Ma conviction profonde est que nous devons maintenir une grande proximité avec nos téléspectateurs, quitte à faire évoluer notre organisation comme nous l’avons déjà fait voilà quatre ans lorsque nous sommes passés de treize régions à quatre pôles et vingt-quatre rédactions, dans le cadre d’un processus de rationalisation des fonctions supports et de gestion et de décentralisation des fonctions éditoriales. Néanmoins, dans une maison aussi vaste que la nôtre, l’organisation ne doit pas changer sans arrêt. S’il est possible de l’améliorer, je ne souhaite pas pour autant qu’elle continue à « bouger » en permanence, ce qui nuirait au personnel et à l’efficacité de l’entreprise. Nous nous efforcerons donc de faire au mieux avec l’organisation dont nous disposons, mais la question de fond demeure d’ordre éditorial, liée à notre capacité de développer demain des offres en région, y compris avec les producteurs régionaux et avec le soutien des collectivités locales dont il faut préciser qu’il se limite strictement à des aides à la production – nous travaillons d’ores et déjà avec de nombreuses régions qui ont souhaité développer un tissu de producteurs locaux.

France 2 a en effet connu une petite baisse d’audience en 2011 en raison de l’évolution de la concurrence et d’un certain nombre de prises de risque non couronnées de succès. Je note, à ce propos, qu’il y a un paradoxe à poser de nombreuses questions relatives à l’audience tout en demandant de nous en détacher ! Ces deux dernières semaines, le lundi, nous avons diffusé sur France 3 une série documentaire consacrée aux collèges d’excellence qui a réalisé 2 % d’audience. C’est très peu, mais je suis heureux de l’avoir fait.

À ce jour, sur les huit premiers mois de l’année, France Télévisions a réalisé une audience cumulée de 30,7 %, contre 30,3 % l’année dernière à la même période.
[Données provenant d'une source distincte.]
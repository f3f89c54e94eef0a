// 该文件是 Kanjian （看见） 项目的一部分。
// src/output/visualizer.rs - 检测结果可视化
//
// 本文件根据 Apache 许可证第 2.0 版（以下简称“许可证”）授权使用；
// 除非遵守该许可证条款，否则您不得使用本文件。
// 您可通过以下网址获取许可证副本：
// http://www.apache.org/licenses/LICENSE-2.0
// 除非适用法律要求或书面同意，根据本许可协议分发的软件均按“原样”提供，
// 不附带任何形式的明示或暗示的保证或条件。
// 有关许可权限与限制的具体条款，请参阅本许可协议。
//
// Copyright (C) 2026 Johann Li <me@qinka.pro>, Wareless Group

use ab_glyph::{FontArc, InvalidFont, PxScale};
use image::{Rgb, RgbImage};
use imageproc::drawing::{draw_filled_rect_mut, draw_hollow_rect_mut, draw_text_mut, text_size};
use imageproc::rect::Rect;

use crate::model::{DetectItem, DetectResult};

const FONT_DATA: &[u8] = include_bytes!("../../assets/DejaVuSans.ttf");
const PALETTE_SIZE: usize = 80;
const LABEL_FONT_SIZE: f32 = 16.0;
const LABEL_PADDING: u32 = 2;
const BOX_THICKNESS: i32 = 2;
const TEXT_COLOR: Rgb<u8> = Rgb([255, 255, 255]);

/// 可视化工具
#[derive(Clone)]
pub struct Visualizer {
  /// 字体
  font: FontArc,
  /// 字体大小
  font_scale: PxScale,
  /// 边界框颜色映射，按类别索引取色
  colors: Vec<Rgb<u8>>,
}

impl Visualizer {
  /// 创建一个使用内置字体的可视化工具
  pub fn new() -> Result<Self, InvalidFont> {
    let font = FontArc::try_from_slice(FONT_DATA)?;

    let colors = (0..PALETTE_SIZE)
      .map(|i| {
        let hue = (i as f32 / PALETTE_SIZE as f32) * 360.0;
        Self::hsv_to_rgb(hue, 0.8, 0.9)
      })
      .collect();

    Ok(Self {
      font,
      font_scale: PxScale::from(LABEL_FONT_SIZE),
      colors,
    })
  }

  /// HSV 转 RGB
  fn hsv_to_rgb(h: f32, s: f32, v: f32) -> Rgb<u8> {
    let c = v * s;
    let x = c * (1.0 - ((h / 60.0) % 2.0 - 1.0).abs());
    let m = v - c;

    let (r, g, b) = if h < 60.0 {
      (c, x, 0.0)
    } else if h < 120.0 {
      (x, c, 0.0)
    } else if h < 180.0 {
      (0.0, c, x)
    } else if h < 240.0 {
      (0.0, x, c)
    } else if h < 300.0 {
      (x, 0.0, c)
    } else {
      (c, 0.0, x)
    };

    Rgb([
      ((r + m) * 255.0) as u8,
      ((g + m) * 255.0) as u8,
      ((b + m) * 255.0) as u8,
    ])
  }

  pub fn color_of(&self, class_id: u32) -> Rgb<u8> {
    self.colors[class_id as usize % self.colors.len()]
  }

  /// 返回绘制了检测结果的新图像，尺寸与输入一致
  pub fn render(&self, image: &RgbImage, result: &DetectResult) -> RgbImage {
    let mut canvas = image.clone();
    self.draw_detections(&mut canvas, result);
    canvas
  }

  /// 在图像上绘制检测结果
  pub fn draw_detections(&self, image: &mut RgbImage, result: &DetectResult) {
    for item in result.items.iter() {
      self.draw_item(image, item);
    }
  }

  fn draw_item(&self, image: &mut RgbImage, item: &DetectItem) {
    let (w, h) = (image.width() as i32, image.height() as i32);
    if w == 0 || h == 0 {
      return;
    }
    let color = self.color_of(item.class_id);

    let x_min = (item.bbox[0].floor() as i32).clamp(0, w - 1);
    let y_min = (item.bbox[1].floor() as i32).clamp(0, h - 1);
    let x_max = (item.bbox[2].ceil() as i32).clamp(0, w - 1);
    let y_max = (item.bbox[3].ceil() as i32).clamp(0, h - 1);

    if x_min >= x_max || y_min >= y_max {
      return;
    }

    // 绘制边框（加粗为2像素）
    for t in 0..BOX_THICKNESS {
      let width = x_max - x_min - 2 * t + 1;
      let height = y_max - y_min - 2 * t + 1;
      if width <= 0 || height <= 0 {
        break;
      }
      let rect = Rect::at(x_min + t, y_min + t).of_size(width as u32, height as u32);
      draw_hollow_rect_mut(image, rect, color);
    }

    // 绘制标签：放在边框上方，空间不足时放在框内顶部
    let label = format!("{} {:.2}", item.label, item.score);
    let (text_w, text_h) = text_size(self.font_scale, &self.font, &label);
    let tag_w = (text_w + 2 * LABEL_PADDING).min((w - x_min) as u32);
    let tag_h = text_h + 2 * LABEL_PADDING;
    if tag_w == 0 || tag_h == 0 {
      return;
    }

    let tag_y = if y_min >= tag_h as i32 {
      y_min - tag_h as i32
    } else {
      y_min
    };

    draw_filled_rect_mut(image, Rect::at(x_min, tag_y).of_size(tag_w, tag_h), color);
    draw_text_mut(
      image,
      TEXT_COLOR,
      x_min + LABEL_PADDING as i32,
      tag_y + LABEL_PADDING as i32,
      self.font_scale,
      &self.font,
      &label,
    );
  }
}

#[cfg(test)]
mod tests {
  use super::*;

  fn result_with(bbox: [f32; 4]) -> DetectResult {
    DetectResult::from(vec![DetectItem::new(3, "motorcycle", 0.77, bbox)])
  }

  #[test]
  fn render_keeps_dimensions_and_input() {
    let vis = Visualizer::new().unwrap();
    let image = RgbImage::from_pixel(120, 80, Rgb([0, 0, 0]));
    let out = vis.render(&image, &result_with([20.0, 30.0, 90.0, 70.0]));

    assert_eq!(out.dimensions(), image.dimensions());
    assert!(image.pixels().all(|p| p.0 == [0, 0, 0]));
    // 边框左下角应为类别颜色
    assert_eq!(out.get_pixel(20, 70), &vis.color_of(3));
    // 框内中心不被覆盖
    assert_eq!(out.get_pixel(55, 55), &Rgb([0, 0, 0]));
  }

  #[test]
  fn empty_result_is_identity() {
    let vis = Visualizer::new().unwrap();
    let image = RgbImage::from_pixel(16, 16, Rgb([9, 9, 9]));
    assert_eq!(vis.render(&image, &DetectResult::default()), image);
  }

  #[test]
  fn out_of_bounds_boxes_do_not_panic() {
    let vis = Visualizer::new().unwrap();
    let image = RgbImage::from_pixel(10, 10, Rgb([0, 0, 0]));
    let _ = vis.render(&image, &result_with([-50.0, -50.0, 500.0, 500.0]));
    let _ = vis.render(&image, &result_with([8.0, 8.0, 8.5, 8.5]));
    let _ = vis.render(&image, &result_with([9.0, 0.0, 12.0, 3.0]));
  }

  #[test]
  fn colors_cycle_by_class() {
    let vis = Visualizer::new().unwrap();
    assert_eq!(vis.color_of(1), vis.color_of(81));
    assert_ne!(vis.color_of(0), vis.color_of(40));
  }
}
Certes, la diffusion des Jeux olympiques n’y est pas étrangère mais nous n’avons pas bénéficié de la retransmission des matches de football ! L’audience de France 2 se situe quant à elle à 15,2 % contre 14,8 ou 14, 9 % en fin d’année dernière. La rentrée a de surcroît bien commencé pour ces deux chaînes.
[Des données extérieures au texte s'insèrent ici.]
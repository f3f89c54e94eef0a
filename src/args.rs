// 该文件是 Kanjian （看见） 项目的一部分。
// src/args.rs - 命令行参数
//
// 本文件根据 Apache 许可证第 2.0 版（以下简称“许可证”）授权使用；
// 除非遵守该许可证条款，否则您不得使用本文件。
// 您可通过以下网址获取许可证副本：
// http://www.apache.org/licenses/LICENSE-2.0
// 除非适用法律要求或书面同意，根据本许可协议分发的软件均按“原样”提供，
// 不附带任何形式的明示或暗示的保证或条件。
// 有关许可权限与限制的具体条款，请参阅本许可协议。
//
// Copyright (C) 2026 Johann Li <me@qinka.pro>, Wareless Group

use std::path::PathBuf;

use clap::Parser;
use url::Url;

use kanjian::{
  media::UploadPolicy,
  model::LabelFilter,
  session::SessionConfig,
};

pub const DEFAULT_IMAGE_OUTPUT: &str = "hasil_deteksi.png";
pub const DEFAULT_VIDEO_OUTPUT: &str = "hasil_deteksi_video.mp4";

/// Kanjian 图片与视频目标检测标注工具
#[derive(Parser, Debug)]
#[command(author, version, about, long_about = None)]
pub struct Args {
  /// ONNX 模型，例如 onnx:///models/yolov8n.onnx?size=640
  #[arg(long, value_name = "MODEL")]
  pub model: Url,

  /// 输入来源
  /// - 图片: image:///path/to/in.jpg （jpg / jpeg / png）
  /// - 视频: video:///path/to/in.mp4 （mp4 / avi / mov）
  #[arg(long, value_name = "SOURCE")]
  pub input: Url,

  /// 输出路径，省略时写到当前目录下的默认文件名
  #[arg(long, value_name = "OUTPUT")]
  pub output: Option<Url>,

  /// 置信度阈值 (0.0 - 1.0)，覆盖模型 URL 中的 conf
  #[arg(long, value_name = "THRESHOLD")]
  pub confidence: Option<f32>,

  /// NMS IOU 阈值 (0.0 - 1.0)，覆盖模型 URL 中的 iou
  #[arg(long, value_name = "THRESHOLD")]
  pub iou: Option<f32>,

  /// 只在表格中保留这些标签，可重复
  #[arg(long = "label", value_name = "LABEL")]
  pub labels: Vec<String>,

  /// 图片上传上限（MiB）
  #[arg(long, default_value_t = 5, value_name = "MIB")]
  pub max_image_mb: u64,

  /// 不限制上传大小
  #[arg(long, default_value_t = false)]
  pub no_size_limit: bool,

  /// 检测表格输出文件（.csv 或 .json）
  #[arg(long, value_name = "FILE")]
  pub table: Option<PathBuf>,
}

impl Args {
  pub fn session_config(&self) -> SessionConfig {
    let upload = if self.no_size_limit {
      UploadPolicy::unlimited()
    } else {
      UploadPolicy {
        max_image_bytes: Some(self.max_image_mb * 1024 * 1024),
        ..UploadPolicy::default()
      }
    };

    SessionConfig {
      upload,
      filter: LabelFilter::only(self.labels.iter().cloned()),
    }
  }

  /// 输出 URL；未指定时与输入同类型，写到当前目录
  pub fn output_url(&self) -> anyhow::Result<Url> {
    if let Some(output) = &self.output {
      return Ok(output.clone());
    }

    let name = if self.input.scheme() == "video" {
      DEFAULT_VIDEO_OUTPUT
    } else {
      DEFAULT_IMAGE_OUTPUT
    };
    let path = std::env::current_dir()?.join(name);
    let mut url = Url::parse(&format!("{}://", self.input.scheme()))?;
    url.set_path(&path.to_string_lossy());
    Ok(url)
  }
}

#[cfg(test)]
mod tests {
  use super::*;

  #[test]
  fn size_limit_flags() {
    let args = Args::parse_from([
      "kanjian",
      "--model",
      "onnx:///m.onnx",
      "--input",
      "image:///in.png",
      "--max-image-mb",
      "2",
    ]);
    assert_eq!(args.session_config().upload.max_image_bytes, Some(2 * 1024 * 1024));

    let args = Args::parse_from([
      "kanjian",
      "--model",
      "onnx:///m.onnx",
      "--input",
      "image:///in.png",
      "--no-size-limit",
    ]);
    assert_eq!(args.session_config().upload, UploadPolicy::unlimited());
  }

  #[test]
  fn repeated_labels_build_filter() {
    let args = Args::parse_from([
      "kanjian",
      "--model",
      "onnx:///m.onnx",
      "--input",
      "image:///in.png",
      "--label",
      "person",
      "--label",
      "car",
    ]);
    let filter = args.session_config().filter;
    assert!(filter.accepts("person"));
    assert!(filter.accepts("car"));
    assert!(!filter.accepts("dog"));
  }

  #[test]
  fn default_output_follows_input_kind() {
    let args = Args::parse_from([
      "kanjian",
      "--model",
      "onnx:///m.onnx",
      "--input",
      "video:///clip.mp4",
    ]);
    let url = args.output_url().unwrap();
    assert_eq!(url.scheme(), "video");
    assert!(url.path().ends_with(DEFAULT_VIDEO_OUTPUT));
  }
}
J’ajoute qu’un nouveau magazine culturel, ouvert à tous les genres, sera présenté par Aïda Touihri jeudi soir et que tous nos programmes, y compris régionaux, sont disponibles sur internet pendant les sept jours suivant leur diffusion.

Dans le domaine sportif, nous nous efforçons de faire une place au plus grand nombre de disciplines possible. France 4, madame Buffet, diffuse ainsi du football et du rugby féminins avec succès et pour un public rajeuni. Nous voulons également maintenir la diffusion gratuite des grandes manifestations les plus populaires. Nous sommes ainsi parvenus à consolider les droits sur la diffusion des Jeux olympiques – y compris par voie numérique – jusqu’en 2020 inclus ; il en est de même pour le tournoi des Six nations et nous sommes en train d’y travailler pour le Tour de France, une négociation devant être conduite pour Roland-Garros.

Plusieurs mois avant leur organisation, nous avons décidé de traiter les Jeux paralympiques sous forme de magazines afin de bénéficier d’une audience forte mettant en valeur l’événement. Vous avez donc pu voir un magazine quotidien sur France 2 en milieu d’après-midi et un autre sur France 3 en fin de soirée. Nous avons également réalisé tous les jours, sur France 3, des portraits de sportifs qui ont été diffusés avant les journaux, ceux-ci couvrant ensuite les moments importants de ces Jeux. Enfin, il était possible de suivre ces derniers en direct sur trois canaux internet, les audiences ayant d’ailleurs été tout à fait correctes.

Nous aurions certes pu prendre une autre décision, mais elle eût exigé un engagement financier important alors qu’en août, pour les Jeux olympiques, la mobilisation des équipes de direct nous avait coûté, non compris les droits, 15 millions d’euros. Il était donc financièrement impossible de répéter l’opération et, de surcroît, les grilles de programmes revenaient sur l’ensemble des chaînes.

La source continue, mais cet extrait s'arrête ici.